Few drugs are necessary for first line cardiac arrest management. Drugs should be given via a large vein since vasoconstriction and poor flow create delay in injections given via small peripheral veins reaching the central circulation. Access should be secured early during the resuscitation; if venous access cannot be secured double or triple doses of drugs may be given via the endotracheal tube.

Epinephrine

The a constrictor effects predominate during cardiac arrest, helping to maintain diastolic blood pressure and thus coronary and cerebral perfusion.
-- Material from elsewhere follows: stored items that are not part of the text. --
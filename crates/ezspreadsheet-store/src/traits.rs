use crate::error::StoreError;
use crate::format::TabularFormat;
use ezspreadsheet_common::CellValue;
use std::path::Path;

/// One stored row, left to right.
pub type Row = Vec<CellValue>;

/// Lazily produced rows, header first. Owns whatever backs it.
pub type RowIter = Box<dyn Iterator<Item = Result<Row, StoreError>>>;

/// Presentation hint attached to a written row. Backends without a styling
/// concept accept and ignore it.
#[derive(Clone, Copy, Debug, PartialEq, Eq)]
pub enum RowStyle {
    Heading,
    Data,
}

#[derive(Clone, Debug, Default)]
pub struct StoreCaps {
    pub styles: bool,
    pub native_numbers: bool,
    pub native_datetimes: bool,
    pub atomic_save: bool,
}

pub trait TabularWriter {
    fn format(&self) -> TabularFormat;
    fn path(&self) -> &Path;
    fn capabilities(&self) -> StoreCaps;

    /// Append a row below the last written one.
    fn write_row(&mut self, row: &[CellValue], style: RowStyle) -> Result<(), StoreError>;

    fn write_header(&mut self, names: &[&str]) -> Result<(), StoreError> {
        let row: Row = names.iter().map(|n| CellValue::from(*n)).collect();
        self.write_row(&row, RowStyle::Heading)
    }

    /// Rows written so far, header included.
    fn rows_written(&self) -> u32;

    /// Persist everything written to the target path.
    ///
    /// A `StoreError::Locked` leaves the writer intact so the call can be retried.
    fn save(&mut self) -> Result<(), StoreError>;
}

pub trait TabularReader {
    fn format(&self) -> TabularFormat;

    /// Every stored row in order, starting with the header.
    fn into_rows(self: Box<Self>) -> RowIter;
}
use chrono::NaiveDateTime;
use std::fmt::{self, Display, Write as _};

#[cfg(feature = "serde")]
use serde::{Deserialize, Serialize};

/// Text layout used for date-time cells that a backend cannot store natively.
pub const DATETIME_FORMAT: &str = "%Y-%m-%d %H:%M:%S";

/// A **stored** cell value. This is the unit a tabular backend reads and
/// writes; anything richer is deflated to `Text` before it reaches a backend.
#[cfg_attr(feature = "serde", derive(Serialize, Deserialize))]
#[derive(Debug, Clone, PartialEq, Default)]
pub enum CellValue {
    #[default]
    Empty,
    Text(String),
    Int(i64),
    Number(f64),
    Boolean(bool),
    DateTime(NaiveDateTime),
}

impl CellValue {
    pub fn is_empty(&self) -> bool {
        matches!(self, CellValue::Empty)
    }

    pub fn as_text(&self) -> Option<&str> {
        match self {
            CellValue::Text(s) => Some(s),
            _ => None,
        }
    }
}

impl Display for CellValue {
    fn fmt(&self, f: &mut fmt::Formatter<'_>) -> fmt::Result {
        match self {
            CellValue::Empty => Ok(()),
            CellValue::Text(s) => f.write_str(s),
            CellValue::Int(i) => write!(f, "{i}"),
            CellValue::Number(n) => write!(f, "{n}"),
            CellValue::Boolean(b) => f.write_str(if *b { "TRUE" } else { "FALSE" }),
            CellValue::DateTime(dt) => write!(f, "{}", dt.format(DATETIME_FORMAT)),
        }
    }
}

impl From<&str> for CellValue {
    fn from(value: &str) -> Self {
        CellValue::Text(value.to_string())
    }
}

impl From<String> for CellValue {
    fn from(value: String) -> Self {
        CellValue::Text(value)
    }
}

impl From<i64> for CellValue {
    fn from(value: i64) -> Self {
        CellValue::Int(value)
    }
}

impl From<f64> for CellValue {
    fn from(value: f64) -> Self {
        CellValue::Number(value)
    }
}

impl From<bool> for CellValue {
    fn from(value: bool) -> Self {
        CellValue::Boolean(value)
    }
}

impl From<NaiveDateTime> for CellValue {
    fn from(value: NaiveDateTime) -> Self {
        CellValue::DateTime(value)
    }
}

/// An **attribute** value as seen by records: scalars plus the nested
/// containers a record field may hold.
///
/// Sequences and tuples are kept apart so the lossless token syntax can
/// reproduce `[..]` versus `(..)`; mappings keep insertion order.
#[cfg_attr(feature = "serde", derive(Serialize, Deserialize))]
#[derive(Debug, Clone, PartialEq, Default)]
pub enum Value {
    #[default]
    Empty,
    Text(String),
    Int(i64),
    Float(f64),
    Bool(bool),
    DateTime(NaiveDateTime),
    Sequence(Vec<Value>),
    Tuple(Vec<Value>),
    Mapping(Vec<(String, Value)>),
    /// A nested record. Never reconstructed from a cell.
    Record {
        name: String,
        fields: Vec<(String, Value)>,
    },
}

/// Coarse classification of a [`Value`], used by field descriptors.
#[cfg_attr(feature = "serde", derive(Serialize, Deserialize))]
#[derive(Debug, Clone, Copy, PartialEq, Eq, Hash, Default)]
pub enum ValueKind {
    #[default]
    Any,
    Empty,
    Text,
    Int,
    Float,
    Bool,
    DateTime,
    Sequence,
    Tuple,
    Mapping,
    Record,
}

impl ValueKind {
    pub fn of(value: &Value) -> Self {
        match value {
            Value::Empty => ValueKind::Empty,
            Value::Text(_) => ValueKind::Text,
            Value::Int(_) => ValueKind::Int,
            Value::Float(_) => ValueKind::Float,
            Value::Bool(_) => ValueKind::Bool,
            Value::DateTime(_) => ValueKind::DateTime,
            Value::Sequence(_) => ValueKind::Sequence,
            Value::Tuple(_) => ValueKind::Tuple,
            Value::Mapping(_) => ValueKind::Mapping,
            Value::Record { .. } => ValueKind::Record,
        }
    }

    pub fn is_container(self) -> bool {
        matches!(
            self,
            ValueKind::Sequence | ValueKind::Tuple | ValueKind::Mapping
        )
    }
}

impl Display for ValueKind {
    fn fmt(&self, f: &mut fmt::Formatter<'_>) -> fmt::Result {
        f.write_str(match self {
            ValueKind::Any => "any",
            ValueKind::Empty => "empty",
            ValueKind::Text => "text",
            ValueKind::Int => "int",
            ValueKind::Float => "float",
            ValueKind::Bool => "bool",
            ValueKind::DateTime => "datetime",
            ValueKind::Sequence => "sequence",
            ValueKind::Tuple => "tuple",
            ValueKind::Mapping => "mapping",
            ValueKind::Record => "record",
        })
    }
}

impl Value {
    pub fn kind(&self) -> ValueKind {
        ValueKind::of(self)
    }

    pub fn as_str(&self) -> Option<&str> {
        match self {
            Value::Text(s) => Some(s),
            _ => None,
        }
    }

    /// The natively storable form of a scalar, or `None` for containers and records.
    pub fn as_cell(&self) -> Option<CellValue> {
        match self {
            Value::Empty => Some(CellValue::Empty),
            Value::Text(s) => Some(CellValue::Text(s.clone())),
            Value::Int(i) => Some(CellValue::Int(*i)),
            Value::Float(n) => Some(CellValue::Number(*n)),
            Value::Bool(b) => Some(CellValue::Boolean(*b)),
            Value::DateTime(dt) => Some(CellValue::DateTime(*dt)),
            Value::Sequence(_) | Value::Tuple(_) | Value::Mapping(_) | Value::Record { .. } => {
                None
            }
        }
    }

    /// Literal rendering: text is quoted, containers use bracket syntax.
    ///
    /// `[..]` for sequences, `(..)` for tuples (a one-element tuple keeps its
    /// trailing comma), `{k: v, ..}` for mappings.
    pub fn repr(&self) -> String {
        let mut out = String::new();
        self.write_repr(&mut out);
        out
    }

    fn write_repr(&self, out: &mut String) {
        match self {
            Value::Text(s) => write_quoted(out, s),
            Value::DateTime(dt) => write_quoted(out, &dt.format(DATETIME_FORMAT).to_string()),
            Value::Sequence(items) => {
                out.push('[');
                write_items(out, items);
                out.push(']');
            }
            Value::Tuple(items) => {
                out.push('(');
                write_items(out, items);
                if items.len() == 1 {
                    out.push(',');
                }
                out.push(')');
            }
            Value::Mapping(entries) => {
                out.push('{');
                for (i, (key, value)) in entries.iter().enumerate() {
                    if i > 0 {
                        out.push_str(", ");
                    }
                    write_quoted(out, key);
                    out.push_str(": ");
                    value.write_repr(out);
                }
                out.push('}');
            }
            other => {
                let _ = write!(out, "{other}");
            }
        }
    }
}

fn write_items(out: &mut String, items: &[Value]) {
    for (i, item) in items.iter().enumerate() {
        if i > 0 {
            out.push_str(", ");
        }
        item.write_repr(out);
    }
}

fn write_quoted(out: &mut String, s: &str) {
    let quote = if s.contains('\'') && !s.contains('"') {
        '"'
    } else {
        '\''
    };
    out.push(quote);
    out.push_str(s);
    out.push(quote);
}

/// Plain rendering: text is written as-is, everything else as its literal form.
impl Display for Value {
    fn fmt(&self, f: &mut fmt::Formatter<'_>) -> fmt::Result {
        match self {
            Value::Empty => f.write_str("None"),
            Value::Text(s) => f.write_str(s),
            Value::Int(i) => write!(f, "{i}"),
            // Debug keeps the decimal point on integral floats (`1.0`, not `1`).
            Value::Float(n) => write!(f, "{n:?}"),
            Value::Bool(b) => f.write_str(if *b { "True" } else { "False" }),
            Value::DateTime(dt) => write!(f, "{}", dt.format(DATETIME_FORMAT)),
            Value::Sequence(_) | Value::Tuple(_) | Value::Mapping(_) => f.write_str(&self.repr()),
            Value::Record { name, fields } => {
                write!(f, "{name}(")?;
                for (i, (field, value)) in fields.iter().enumerate() {
                    if i > 0 {
                        f.write_str(", ")?;
                    }
                    write!(f, "{field}={}", value.repr())?;
                }
                f.write_str(")")
            }
        }
    }
}

impl From<CellValue> for Value {
    fn from(cell: CellValue) -> Self {
        match cell {
            CellValue::Empty => Value::Empty,
            CellValue::Text(s) => Value::Text(s),
            CellValue::Int(i) => Value::Int(i),
            CellValue::Number(n) => Value::Float(n),
            CellValue::Boolean(b) => Value::Bool(b),
            CellValue::DateTime(dt) => Value::DateTime(dt),
        }
    }
}

impl From<&str> for Value {
    fn from(value: &str) -> Self {
        Value::Text(value.to_string())
    }
}

impl From<String> for Value {
    fn from(value: String) -> Self {
        Value::Text(value)
    }
}

impl From<i64> for Value {
    fn from(value: i64) -> Self {
        Value::Int(value)
    }
}

impl From<f64> for Value {
    fn from(value: f64) -> Self {
        Value::Float(value)
    }
}

impl From<bool> for Value {
    fn from(value: bool) -> Self {
        Value::Bool(value)
    }
}

impl From<NaiveDateTime> for Value {
    fn from(value: NaiveDateTime) -> Self {
        Value::DateTime(value)
    }
}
Epinephrine should be given irrespective of rhythm at 1mg (10ml of 1:10,000 solution) every 10 CPR sequences.

Vasopressin

A recent randomized controlled trial comparing vasopressin and epinephrine showed improved outcomes with vasopressin for patients in asystole.

Atropine

A single 3mg dose is given early in asystole.

Calcium chloride

Used in electromechanical dissociation if there is hyperkalaemia, hypocalcaemia or calcium antagonist use. A dose of 10ml of a 10% solution is usual. The main disadvantage of calcium is the reduction of reperfusion of ischaemic brain and promotion of cytosolic calcium accumulation during cell death.

Bicarbonate

Only used if resuscitation is prolonged to correct temporarily a potentially lethal pH. A dose of 50ml of 8.4% solution is given. The main disadvantage is that intracellular and respiratory acidosis are exacerbated unless ventilation is increased and the cause of the metabolic acidosis is not corrected.